|

Cermin

Perempuan itu datang saat lelaki itu pergi. Aku bahkan belum selesai melambaikan tangan perpisahan pada lelaki itu, tetapi dia sudah di sana, ribut minta perhatian. Kurang lebih, perempuan ini mirip dengan aku. Hanya saja dia sedikit lebih tinggi. Lebih tirus. Lebih langsing. Lebih menggemaskan. Lebih menggairahkan. Lebih. Stop. Aku tak perlu seseorang membanding-bandingkan diriku dengannya.

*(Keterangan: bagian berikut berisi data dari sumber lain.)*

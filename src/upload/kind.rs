// src/upload/kind.rs
// Accepted document types

use serde::{Deserialize, Serialize};

const PDF_MAGIC: &[u8] = b"%PDF-";
const PNG_MAGIC: &[u8] = &[0x89, b'P', b'N', b'G', 0x0D, 0x0A, 0x1A, 0x0A];
const JPEG_MAGIC: &[u8] = &[0xFF, 0xD8, 0xFF];

#[derive(Debug, Clone, Copy, PartialEq, Eq, Serialize, Deserialize)]
#[serde(rename_all = "lowercase")]
pub enum DocumentKind {
    Pdf,
    Png,
    Jpeg,
}

impl DocumentKind {
    pub const ALL: [DocumentKind; 3] = [DocumentKind::Pdf, DocumentKind::Png, DocumentKind::Jpeg];

    pub fn mime_type(&self) -> &'static str {
        match self {
            DocumentKind::Pdf => "application/pdf",
            DocumentKind::Png => "image/png",
            DocumentKind::Jpeg => "image/jpeg",
        }
    }

    pub fn extensions(&self) -> &'static [&'static str] {
        match self {
            DocumentKind::Pdf => &["pdf"],
            DocumentKind::Png => &["png"],
            DocumentKind::Jpeg => &["jpg", "jpeg"],
        }
    }

    pub fn from_mime(mime: &str) -> Option<Self> {
        let normalized = mime.trim().to_ascii_lowercase();
        Self::ALL
            .into_iter()
            .find(|kind| kind.mime_type() == normalized)
    }

    /// Resolve from a file extension through the MIME database.
    pub fn from_extension(ext: &str) -> Option<Self> {
        mime_guess::from_ext(ext)
            .iter()
            .find_map(|mime| Self::from_mime(mime.essence_str()))
    }

    /// Check the leading bytes against the format signature.
    pub fn matches_signature(&self, bytes: &[u8]) -> bool {
        match self {
            DocumentKind::Pdf => bytes.starts_with(PDF_MAGIC),
            DocumentKind::Png => bytes.starts_with(PNG_MAGIC),
            DocumentKind::Jpeg => bytes.starts_with(JPEG_MAGIC),
        }
    }

    pub fn sniff(bytes: &[u8]) -> Option<Self> {
        Self::ALL
            .into_iter()
            .find(|kind| kind.matches_signature(bytes))
    }
}

/// Hint shown next to the drop zone, e.g. `.pdf, .png, .jpg, .jpeg`.
pub fn accepted_extensions_hint() -> String {
    DocumentKind::ALL
        .iter()
        .flat_map(|kind| kind.extensions().iter())
        .map(|ext| format!(".{}", ext))
        .collect::<Vec<_>>()
        .join(", ")
}
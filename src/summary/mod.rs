// src/summary/mod.rs
// Summary Module - transport to the remote summarization service

mod http;
mod types;

pub use http::{HttpSummaryAdapter, DEFAULT_API_BASE_URL};
pub use types::{HealthStatus, SummaryError, SummaryLength, SummaryRequest, SummaryResponse};

use async_trait::async_trait;

/// One best-effort summarize call: no retries, no cancellation.
#[async_trait]
pub trait SummaryTransport: Send + Sync {
    async fn summarize(&self, request: &SummaryRequest) -> Result<SummaryResponse, SummaryError>;

    /// Get provider name
    fn name(&self) -> &str;
}
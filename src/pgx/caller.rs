//! Star allele calling and diplotype building.
//!
//! There are two call modes.  The dosage-aware mode counts chromosome copies and is
//! used for full genotypes; the presence-only mode is used when only observed bases
//! are known.  Their diplotype builders differ on purpose: the dosage-aware builder
//! sorts, the presence-only builder keeps definition row order.

use indexmap::IndexMap;
use itertools::Itertools;

use crate::pgx::{input::GenotypeCall, tables::AlleleDefinition};

/// The implicit reference allele.
pub const REFERENCE_ALLELE: &str = "*1";

/// Count the copies of each star allele in full genotype calls.
///
/// Counts are summed over all definition rows of the same allele.
pub fn call_alleles_dosage(
    definitions: &[AlleleDefinition],
    calls: &IndexMap<String, GenotypeCall>,
) -> IndexMap<String, usize> {
    let mut result: IndexMap<String, usize> = IndexMap::new();
    for definition in definitions {
        let Some(call) = calls.get(&definition.rsid) else {
            continue;
        };
        let count = call
            .copies()
            .into_iter()
            .filter(|base| *base == definition.alt)
            .count();
        if count > 0 {
            tracing::trace!(
                "{} {}: {} cop(ies) of {}",
                definition.gene,
                &definition.rsid,
                count,
                &definition.allele
            );
            *result.entry(definition.allele.clone()).or_default() += count;
        }
    }
    result
}

/// Detect star alleles whose defining base is observed, in definition row order.
///
/// Returns `["*1"]` if nothing matches.
pub fn call_alleles_presence(
    definitions: &[AlleleDefinition],
    bases: &IndexMap<String, String>,
) -> Vec<String> {
    let mut result: Vec<String> = Vec::new();
    for definition in definitions {
        if bases.get(&definition.rsid).map(|s| s.as_str()) == Some(definition.alt.as_str())
            && !result.contains(&definition.allele)
        {
            result.push(definition.allele.clone());
        }
    }
    if result.is_empty() {
        vec![REFERENCE_ALLELE.to_owned()]
    } else {
        result
    }
}

/// Build the diplotype from allele copy counts: one entry per copy, padded with `*1`,
/// sorted lexicographically.
pub fn build_diplotype_sorted(counts: &IndexMap<String, usize>) -> String {
    let mut alleles = counts
        .iter()
        .flat_map(|(allele, count)| std::iter::repeat(allele.clone()).take(*count))
        .collect::<Vec<_>>();
    while alleles.len() < 2 {
        alleles.push(REFERENCE_ALLELE.to_owned());
    }
    alleles.sort();
    alleles.iter().take(2).join("/")
}

/// Build the diplotype from detected alleles without sorting.
pub fn build_diplotype_presence(alleles: &[String]) -> String {
    let detected = alleles
        .iter()
        .filter(|allele| allele.as_str() != REFERENCE_ALLELE)
        .collect::<Vec<_>>();
    match detected.as_slice() {
        [] => format!("{0}/{0}", REFERENCE_ALLELE),
        [allele] => format!("{}/{}", REFERENCE_ALLELE, allele),
        [first, second, ..] => format!("{}/{}", first, second),
    }
}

Perempuan ini tiba-tiba muncul saat aku tengah bercermin, memandangi wajahku dan membencinya. Dengan gayanya yang sok tahu, dia mengajukan beberapa pertanyaan mengesalkan padaku. Tepat di saat aku tidak ingin diingatkan tentang masalah itu.
“Jadi sekarang kamu sendirian lagi?” tanyanya sambil meniup-niup kuku yang baru saja ia warnai merah menyala. Aku tidak menjawab, hanya memerhatikan kuku menyala perempuan ini. Aku tak pernah cocok memakai kuteks warna merah menyala. Jari-jariku tidak panjang dan lentik, warna merah malah membuatnya semakin terlihat mungil.
“Iri ya liat aku pake kuteks?” tanyanya.
Aku memalingkan muka sambil mendengus.
“Mantan pacarmu itu tak suka ya lihat kukumu pake kuteks?” Dia berkata lagi, sengaja memperolokku. “Sekarang sudah boleh kok kalau kamu mau, nih!” ujarnya sambil mengangsurkan kuteks merah menyala itu ke hadapanku. Aku menolaknya. Tidak.
“Jadi ngomong-ngomong, kalian putus gara-gara kuteks, ya?”
Hah? Rasanya ingin sekali aku menyumpal mulutnya yang lancang itu. Apa sih maksudnya?
“Ngapain sih kamu di sini? Pergi sana!”
Perempuan yang mirip denganku itu bangkit dari meja rias tempatnya duduk, kini pindah ke sudut ranjang.
“Seolah-olah lo bisa ngusir gue aja,” gumamnya sambil masih meniup-niup kuku lalu merentangkan tangannya, melihat seberapa rapi pekerjaannya mengecat kuku.
“Sebenarnya kamu siapa, sih? Ngapain kamu di sini?”
“Pake nanya kamu siapa, lagi! I am you, you are me.” Jelasnya sambil menunjuk dadaku dan dadanya.
“Aku gak bitchy kayak kamu,” kataku sambil meneruskan kegiatanku menatap parasku di cermin. Dia berdiri di belakangku sambil tertawa-tawa sebagai reaksi atas kata-kataku barusan, pantulan tubuhnya yang mendekati sempurna tergambar di cermin.
“Face it, dear. Deep inside your heart, you’re a bitch!” oloknya.
Aku melempar sisir yang kupegang ke arahnya. Dia menghilang dan kembali menjelma di meja rias.
“You’re so annoying!” desisku.
“Hey, it’s better me who annoys you, dibandingin mantan pacar kamu yang payah itu. Tiap hari kamu melamun mikirin dia, nyesel kenapa dulu mutusin dia. Buat apa?”
“Buat apa?” sergahku. “I love him. He’s the best thing ever came into my love life. And for your information, my love life was used to be suck!”
“It still sucks, dear. Believe me.” Dia mengingatkan sambil cengengesan.
“Get lost!” desisku lagi.
“Hey … hey… chill out!”
“No, I can’t chill out while you’re still here and bug me! Just get outta here!”
“I’m coming here to help you. You’re such a mess. Look at you! How can anyone notice you if you keep showing up like this?” tanyanya sambil menunjuk wajah pucat pasi yang terpantul di cermin.
“Bodo,” seruku sambil berjalan ke ranjang, berbaring, dan menutupi seluruh tubuhku dengan bed cover, berharap perempuan pengganggu itu enyah.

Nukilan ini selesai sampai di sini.